• _Exercise directions_: Exactly reproduce the line that contains "fn load_or_store(&self, key: K, value: V)" and all lines after it in the entries below, through the very last line.
___ Source data ___
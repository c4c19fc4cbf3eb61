//! The five-operation map contract shared by every implementation.

/// Capability set of a concurrent key-value map.
///
/// Every implementation is safe to call from any number of threads through a
/// shared reference. Single-key operations are linearizable per key; nothing
/// is promised across keys. The trait is object safe, so implementations can
/// be compared behind `dyn ConcurrentMap<K, V>`.
pub trait ConcurrentMap<K, V>: Send + Sync {
    /// Inserts or overwrites the value for `key`.
    fn store(&self, key: K, value: V);

    /// Returns a clone of the value for `key`, if present.
    fn load(&self, key: &K) -> Option<V>;

    /// Returns `(existing, true)` if `key` is present, otherwise inserts
    /// `value` and returns `(value, false)`. The check and the insert are
    /// atomic with respect to every other operation on the same key.
    fn load_or_store(&self, key: K, value: V) -> (V, bool);

    /// Removes `key`. Absent keys are a no-op.
    fn delete(&self, key: &K);

    /// Calls `f` for entries in unspecified order while it returns `true`.
    /// Implementations without a global snapshot document how far a `false`
    /// return reaches.
    fn range(&self, f: &mut dyn FnMut(&K, &V) -> bool);
}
___
• _The answer_:
    fn load_or_store(&self, key: K, value: V) -> (V, bool);

    /// Removes `key`. Absent keys are a no-op.
    fn delete(&self, key: &K);

    /// Calls `f` for entries in unspecified order while it returns `true`.
    /// Implementations without a global snapshot document how far a `false`
    /// return reaches.
    fn range(&self, f: &mut dyn FnMut(&K, &V) -> bool);
}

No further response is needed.